=== THE PROBLEM ===
Restate word for word the lines of the records below, starting at the line that contains "pub fn even()" and ending at the line that contains "let s = s.replace('", with both of those lines included and nothing else.

=== SUPPLIED DATA ===
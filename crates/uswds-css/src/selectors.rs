//! CSS Selectors
//!
//! Selector data model and matching against `DomTree`. Complex selectors
//! match right to left, backtracking over descendant and sibling
//! combinators.

use crate::SelectorError;
use uswds_dom::{DomTree, NodeId};

/// A comma-separated selector list, compiled once
#[derive(Debug, Clone, PartialEq)]
pub struct SelectorList {
    pub(crate) source: String,
    pub selectors: Vec<ComplexSelector>,
}

impl SelectorList {
    /// Parse a selector list
    pub fn parse(source: &str) -> Result<Self, SelectorError> {
        crate::parser::parse_selector_list(source)
    }

    /// Original selector text
    pub fn source(&self) -> &str {
        &self.source
    }

    /// Check if any selector in the list matches `node`
    pub fn matches(&self, tree: &DomTree, node: NodeId) -> bool {
        tree.is_element(node) && self.selectors.iter().any(|s| s.matches(tree, node))
    }
}

impl std::str::FromStr for SelectorList {
    type Err = SelectorError;

    fn from_str(s: &str) -> Result<Self, Self::Err> {
        Self::parse(s)
    }
}

impl std::fmt::Display for SelectorList {
    fn fmt(&self, f: &mut std::fmt::Formatter<'_>) -> std::fmt::Result {
        f.write_str(&self.source)
    }
}

/// Combinator between two compound selectors
#[derive(Debug, Clone, Copy, PartialEq, Eq)]
pub enum Combinator {
    /// `a b`
    Descendant,
    /// `a > b`
    Child,
    /// `a + b`
    NextSibling,
    /// `a ~ b`
    SubsequentSibling,
}

/// Compound selectors joined by combinators.
/// `combinators[i]` sits between `compounds[i]` and `compounds[i + 1]`.
#[derive(Debug, Clone, PartialEq)]
pub struct ComplexSelector {
    pub compounds: Vec<CompoundSelector>,
    pub combinators: Vec<Combinator>,
}

impl ComplexSelector {
    /// Check if this selector matches `node`
    pub fn matches(&self, tree: &DomTree, node: NodeId) -> bool {
        match self.compounds.len() {
            0 => false,
            n => self.matches_at(tree, node, n - 1),
        }
    }

    fn matches_at(&self, tree: &DomTree, node: NodeId, idx: usize) -> bool {
        if !self.compounds[idx].matches(tree, node) {
            return false;
        }
        if idx == 0 {
            return true;
        }

        match self.combinators[idx - 1] {
            Combinator::Child => tree
                .parent(node)
                .is_some_and(|p| self.matches_at(tree, p, idx - 1)),
            Combinator::Descendant => tree
                .ancestors(node)
                .take_while(|&a| tree.is_element(a))
                .any(|a| self.matches_at(tree, a, idx - 1)),
            Combinator::NextSibling => previous_element_siblings(tree, node)
                .next()
                .is_some_and(|s| self.matches_at(tree, s, idx - 1)),
            Combinator::SubsequentSibling => {
                previous_element_siblings(tree, node).any(|s| self.matches_at(tree, s, idx - 1))
            }
        }
    }
}

/// Sequence of simple selectors applying to one element
#[derive(Debug, Clone, PartialEq, Default)]
pub struct CompoundSelector {
    pub components: Vec<SelectorComponent>,
}

impl CompoundSelector {
    /// Check every component against `node`
    pub fn matches(&self, tree: &DomTree, node: NodeId) -> bool {
        tree.is_element(node) && self.components.iter().all(|c| match_component(c, tree, node))
    }
}

/// A component of a selector
#[derive(Debug, Clone, PartialEq)]
pub enum SelectorComponent {
    /// Universal selector *
    Universal,
    /// Type selector (tag name)
    Type(String),
    /// ID selector #id
    Id(String),
    /// Class selector .class
    Class(String),
    /// Attribute selector [attr], [attr=value], etc.
    Attribute(AttributeSelector),
    /// Pseudo-class :first-child, :not(), etc.
    PseudoClass(PseudoClass),
}

/// Attribute selector
#[derive(Debug, Clone, PartialEq)]
pub struct AttributeSelector {
    pub name: String,
    pub matcher: Option<AttributeMatcher>,
    pub case_insensitive: bool,
}

#[derive(Debug, Clone, PartialEq)]
pub enum AttributeMatcher {
    /// [attr=value] - exact match
    Exact(String),
    /// [attr~=value] - whitespace-separated list contains
    Contains(String),
    /// [attr|=value] - exact or prefix with hyphen
    DashMatch(String),
    /// [attr^=value] - starts with
    Prefix(String),
    /// [attr$=value] - ends with
    Suffix(String),
    /// [attr*=value] - contains substring
    Substring(String),
}

impl AttributeSelector {
    /// Check if an attribute value matches
    pub fn matches(&self, value: Option<&str>) -> bool {
        let (Some(matcher), Some(val)) = (&self.matcher, value) else {
            return self.matcher.is_none() && value.is_some();
        };

        let fold = |s: &str| {
            if self.case_insensitive {
                s.to_lowercase()
            } else {
                s.to_string()
            }
        };
        let val = fold(val);

        match matcher {
            AttributeMatcher::Exact(expected) => val == fold(expected),
            AttributeMatcher::Contains(expected) => {
                let expected = fold(expected);
                val.split_whitespace().any(|w| w == expected)
            }
            AttributeMatcher::DashMatch(expected) => {
                let expected = fold(expected);
                val == expected || val.starts_with(&format!("{expected}-"))
            }
            // Empty needles never match for the substring family
            AttributeMatcher::Prefix(expected) => !expected.is_empty() && val.starts_with(&fold(expected)),
            AttributeMatcher::Suffix(expected) => !expected.is_empty() && val.ends_with(&fold(expected)),
            AttributeMatcher::Substring(expected) => !expected.is_empty() && val.contains(&fold(expected)),
        }
    }
}

/// Pseudo-class type
#[derive(Debug, Clone, PartialEq)]
pub enum PseudoClass {
    // Tree-structural pseudo-classes
    Root,
    Empty,
    FirstChild,
    LastChild,
    OnlyChild,
    FirstOfType,
    LastOfType,
    OnlyOfType,
    NthChild(NthExpression),
    NthLastChild(NthExpression),
    NthOfType(NthExpression),
    NthLastOfType(NthExpression),

    // Logical pseudo-classes
    Not(SelectorList),
    Is(SelectorList),
    Where(SelectorList),
    Has(SelectorList),

    // Other
    Lang(String),
    Disabled,
    Enabled,
    Checked,
}

/// An+B expression for :nth-* selectors
#[derive(Debug, Clone, PartialEq)]
pub struct NthExpression {
    /// Coefficient (A in An+B)
    pub a: i32,
    /// Offset (B in An+B)
    pub b: i32,
}

impl NthExpression {
    /// Create "odd" expression (2n+1)
    pub fn odd() -> Self {
        Self { a: 2, b: 1 }
    }

    /// Create "even" expression (2n)
    pub fn even() -> Self {
        Self { a: 2, b: 0 }
    }

    /// Create a simple index (0n+b)
    pub fn index(n: i32) -> Self {
        Self { a: 0, b: n }
    }

    /// Create An+B expression
    pub fn new(a: i32, b: i32) -> Self {
        Self { a, b }
    }

    /// Parse from string like "2n+1", "odd", "even", "3"
    pub fn parse(s: &str) -> Option<Self> {
        let s = s.trim().to_lowercase();

        match s.as_str() {
            "odd" => return Some(Self::odd()),
            "even" => return Some(Self::even()),
            _ => {}
        }

        if let Ok(n) = s.parse::<i32>() {
            return Some(Self::index(n));
        }

        let s = s.replace(' ', "");
        let n_pos = s.find('n')?;
        let a = match &s[..n_pos] {
            "" | "+" => 1,
            "-" => -1,
            a_str => a_str.parse().ok()?,
        };
        let rest = &s[n_pos + 1..];
        let b = if rest.is_empty() { 0 } else { rest.parse().ok()? };

        Some(Self::new(a, b))
    }

    /// Check if index n (1-based) matches this expression
    pub fn matches(&self, n: i32) -> bool {
        if self.a == 0 {
            return n == self.b;
        }

        // Widened so extreme `b` values cannot overflow
        let (a, diff) = (i64::from(self.a), i64::from(n) - i64::from(self.b));
        if a > 0 {
            diff >= 0 && diff % a == 0
        } else {
            diff <= 0 && diff % a == 0
        }
    }
}

fn previous_element_siblings(tree: &DomTree, node: NodeId) -> impl Iterator<Item = NodeId> + '_ {
    let step = move |&n: &NodeId| tree.get(n).and_then(|node| node.prev_sibling.to_option());
    std::iter::successors(tree.get(node).and_then(|n| n.prev_sibling.to_option()), step)
        .filter(move |&n| tree.is_element(n))
}

/// Position among element siblings: (index 1-based, count)
fn sibling_position(tree: &DomTree, node: NodeId, same_type: bool) -> (usize, usize) {
    let Some(parent) = tree.parent(node) else {
        return (1, 1);
    };
    let tag = tree.tag_name(node);
    let siblings: Vec<NodeId> = tree
        .element_children(parent)
        .into_iter()
        .filter(|&s| !same_type || tree.tag_name(s) == tag)
        .collect();
    let index = siblings.iter().position(|&s| s == node).map_or(1, |i| i + 1);
    (index, siblings.len())
}

/// Match a selector component against an element
pub fn match_component(component: &SelectorComponent, tree: &DomTree, node: NodeId) -> bool {
    let Some(element) = tree.element(node) else {
        return false;
    };

    match component {
        SelectorComponent::Universal => true,
        SelectorComponent::Type(tag) => element.tag.eq_ignore_ascii_case(tag),
        SelectorComponent::Id(id) => element.id() == Some(id.as_str()),
        SelectorComponent::Class(class) => element.classes().any(|c| c == class),
        SelectorComponent::Attribute(attr) => attr.matches(element.get_attr(&attr.name)),
        SelectorComponent::PseudoClass(pseudo) => match_pseudo_class(pseudo, tree, node),
    }
}

/// Match a pseudo-class against an element
pub fn match_pseudo_class(pseudo: &PseudoClass, tree: &DomTree, node: NodeId) -> bool {
    match pseudo {
        PseudoClass::Root => tree.parent(node).is_some_and(|p| !tree.is_element(p)) && tree.is_connected(node),
        PseudoClass::Empty => tree
            .children(node)
            .all(|(_, child)| !(child.is_element() || child.is_text())),
        PseudoClass::FirstChild => sibling_position(tree, node, false).0 == 1,
        PseudoClass::LastChild => {
            let (index, count) = sibling_position(tree, node, false);
            index == count
        }
        PseudoClass::OnlyChild => sibling_position(tree, node, false).1 == 1,
        PseudoClass::FirstOfType => sibling_position(tree, node, true).0 == 1,
        PseudoClass::LastOfType => {
            let (index, count) = sibling_position(tree, node, true);
            index == count
        }
        PseudoClass::OnlyOfType => sibling_position(tree, node, true).1 == 1,
        PseudoClass::NthChild(expr) => expr.matches(sibling_position(tree, node, false).0 as i32),
        PseudoClass::NthLastChild(expr) => {
            let (index, count) = sibling_position(tree, node, false);
            expr.matches((count - index + 1) as i32)
        }
        PseudoClass::NthOfType(expr) => expr.matches(sibling_position(tree, node, true).0 as i32),
        PseudoClass::NthLastOfType(expr) => {
            let (index, count) = sibling_position(tree, node, true);
            expr.matches((count - index + 1) as i32)
        }

        PseudoClass::Not(list) => !list.matches(tree, node),
        PseudoClass::Is(list) | PseudoClass::Where(list) => list.matches(tree, node),
        PseudoClass::Has(list) => tree
            .descendants(node)
            .into_iter()
            .any(|d| list.matches(tree, d)),

        PseudoClass::Lang(lang) => std::iter::once(node)
            .chain(tree.ancestors(node))
            .find_map(|n| tree.attribute(n, "lang"))
            .is_some_and(|l| {
                l.eq_ignore_ascii_case(lang)
                    || l.to_ascii_lowercase().starts_with(&format!("{}-", lang.to_ascii_lowercase()))
            }),
        PseudoClass::Disabled => tree.has_attribute(node, "disabled"),
        PseudoClass::Enabled => !tree.has_attribute(node, "disabled"),
        PseudoClass::Checked => tree.has_attribute(node, "checked"),
    }
}
//! Edge case tests for uswds-css
//!
//! Selector parsing corners and matching against hand-built trees.

use uswds_css::{ElementQuery, SelectorError, SelectorList};
use uswds_dom::{DomTree, NodeId};

fn element(tree: &mut DomTree, parent: NodeId, tag: &str, attrs: &[(&str, &str)]) -> NodeId {
    let id = tree.create_element(tag);
    for (name, value) in attrs {
        tree.set_attribute(id, name, value).unwrap();
    }
    tree.append_child(parent, id).unwrap();
    id
}

fn sel(s: &str) -> SelectorList {
    SelectorList::parse(s).unwrap()
}

// ============================================================================
// PARSING
// ============================================================================

#[test]
fn test_parse_preserves_source() {
    let list: SelectorList = " .usa-tooltip ".parse().unwrap();
    assert_eq!(list.source(), ".usa-tooltip");
    assert_eq!(list.to_string(), ".usa-tooltip");
}

#[test]
fn test_parse_rejects_dangling_comma() {
    assert!(matches!(
        SelectorList::parse(".a,"),
        Err(SelectorError::UnexpectedEnd { .. })
    ));
}

#[test]
fn test_parse_escaped_class() {
    let mut tree = DomTree::new();
    let root = tree.root();
    let div = element(&mut tree, root, "div", &[("class", "md:flex")]);
    assert_eq!(tree.query_selector(root, &sel(".md\\:flex")), Some(div));
}

#[test]
fn test_parse_type_is_case_insensitive() {
    let mut tree = DomTree::new();
    let root = tree.root();
    let th = element(&mut tree, root, "th", &[]);
    assert!(tree.matches(th, &sel("TH")));
}

// ============================================================================
// MATCHING
// ============================================================================

#[test]
fn test_descendant_backtracks() {
    // <section class="a"><div class="a"><p/></div></section>, `.a > div p`
    let mut tree = DomTree::new();
    let root = tree.root();
    let section = element(&mut tree, root, "section", &[("class", "a")]);
    let div = element(&mut tree, section, "div", &[("class", "a")]);
    let p = element(&mut tree, div, "p", &[]);

    assert!(tree.matches(p, &sel(".a > div p")));
    assert!(tree.matches(p, &sel("section p")));
    assert!(!tree.matches(p, &sel("article p")));
}

#[test]
fn test_sibling_combinators_skip_text() {
    let mut tree = DomTree::new();
    let root = tree.root();
    let ul = element(&mut tree, root, "ul", &[]);
    let first = element(&mut tree, ul, "li", &[("id", "first")]);
    let text = tree.create_text("  ");
    tree.append_child(ul, text).unwrap();
    let second = element(&mut tree, ul, "li", &[]);
    let third = element(&mut tree, ul, "li", &[]);

    assert_eq!(tree.query_selector_all(ul, &sel("#first + li")), vec![second]);
    assert_eq!(tree.query_selector_all(ul, &sel("#first ~ li")), vec![second, third]);
    assert!(!tree.matches(first, &sel("li + li")));
}

#[test]
fn test_structural_pseudo_classes() {
    let mut tree = DomTree::new();
    let root = tree.root();
    let tbody = element(&mut tree, root, "tbody", &[]);
    let rows: Vec<NodeId> = (0..4).map(|_| element(&mut tree, tbody, "tr", &[])).collect();

    assert_eq!(tree.query_selector_all(tbody, &sel("tr:nth-child(odd)")), vec![rows[0], rows[2]]);
    assert_eq!(tree.query_selector_all(tbody, &sel("tr:nth-last-child(1)")), vec![rows[3]]);
    assert!(tree.query_selector_all(tbody, &sel("tr:nth-child(-n-2147483648)")).is_empty());
    assert_eq!(tree.query_selector_all(tbody, &sel("tr:nth-last-child(n-2147483648)")).len(), 4);
    assert_eq!(tree.query_selector_all(tbody, &sel(":first-child")), vec![rows[0]]);
    assert_eq!(tree.query_selector_all(tbody, &sel("tr:empty")).len(), 4);
    assert!(tree.query_selector_all(tbody, &sel(":only-child")).is_empty());
}

#[test]
fn test_logical_pseudo_classes() {
    let mut tree = DomTree::new();
    let root = tree.root();
    let wrapper = element(&mut tree, root, "span", &[("class", "usa-tooltip")]);
    let trigger = element(&mut tree, wrapper, "button", &[("class", "usa-tooltip__trigger")]);
    let plain = element(&mut tree, root, "button", &[("class", "usa-tooltip")]);

    let not_wrapper = sel(".usa-tooltip:not(:has(.usa-tooltip__trigger))");
    assert_eq!(tree.query_selector_all(root, &not_wrapper), vec![plain]);
    assert!(!tree.matches(wrapper, &not_wrapper));
    // Relative selectors inside :has() are not supported
    assert!(SelectorList::parse(":has(> .x)").is_err());

    assert!(tree.matches(trigger, &sel(":is(a, button)")));
    assert!(tree.matches(trigger, &sel(":where(.usa-tooltip) > button")));
}

#[test]
fn test_attribute_operators() {
    let mut tree = DomTree::new();
    let root = tree.root();
    let th = element(
        &mut tree,
        root,
        "th",
        &[("aria-sort", "ascending"), ("lang", "en-US"), ("class", "usa-table__header usa-table__header--sortable")],
    );

    assert!(tree.matches(th, &sel("[aria-sort]")));
    assert!(tree.matches(th, &sel("[aria-sort=ascending]")));
    assert!(tree.matches(th, &sel("[aria-sort^=asc]")));
    assert!(tree.matches(th, &sel("[aria-sort$='ing']")));
    assert!(tree.matches(th, &sel("[aria-sort*=cend]")));
    assert!(tree.matches(th, &sel("[lang|=en]")));
    assert!(tree.matches(th, &sel("[class~=usa-table__header]")));
    assert!(tree.matches(th, &sel("[aria-sort=ASCENDING i]")));
    assert!(!tree.matches(th, &sel("[aria-sort=descending]")));
}

#[test]
fn test_lang_inherits_from_ancestors() {
    let mut tree = DomTree::new();
    let root = tree.root();
    let html = element(&mut tree, root, "html", &[("lang", "tr-TR")]);
    let td = element(&mut tree, html, "td", &[]);

    assert!(tree.matches(td, &sel(":lang(tr)")));
    assert!(!tree.matches(td, &sel(":lang(en)")));
    assert!(tree.matches(html, &sel(":root")));
    assert!(!tree.matches(td, &sel(":root")));
}

#[test]
fn test_non_elements_never_match() {
    let mut tree = DomTree::new();
    let root = tree.root();
    let text = tree.create_text("hello");
    tree.append_child(root, text).unwrap();

    assert!(!tree.matches(text, &sel("*")));
    assert!(!tree.matches(root, &sel("*")));
    assert_eq!(tree.closest(text, &sel("*")), None);
}

#[test]
fn test_select_all_reports_parse_errors() {
    let tree = DomTree::new();
    assert_eq!(tree.select_all(tree.root(), ""), Err(SelectorError::Empty));
    assert_eq!(tree.select_all(tree.root(), "div").unwrap(), Vec::<NodeId>::new());
}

=== ANSWER BOX ===
    pub fn even() -> Self {
        Self { a: 2, b: 0 }
    }

    /// Create a simple index (0n+b)
    pub fn index(n: i32) -> Self {
        Self { a: 0, b: n }
    }

    /// Create An+B expression
    pub fn new(a: i32, b: i32) -> Self {
        Self { a, b }
    }

    /// Parse from string like "2n+1", "odd", "even", "3"
    pub fn parse(s: &str) -> Option<Self> {
        let s = s.trim().to_lowercase();

        match s.as_str() {
            "odd" => return Some(Self::odd()),
            "even" => return Some(Self::even()),
            _ => {}
        }

        if let Ok(n) = s.parse::<i32>() {
            return Some(Self::index(n));
        }

        let s = s.replace(' ', "");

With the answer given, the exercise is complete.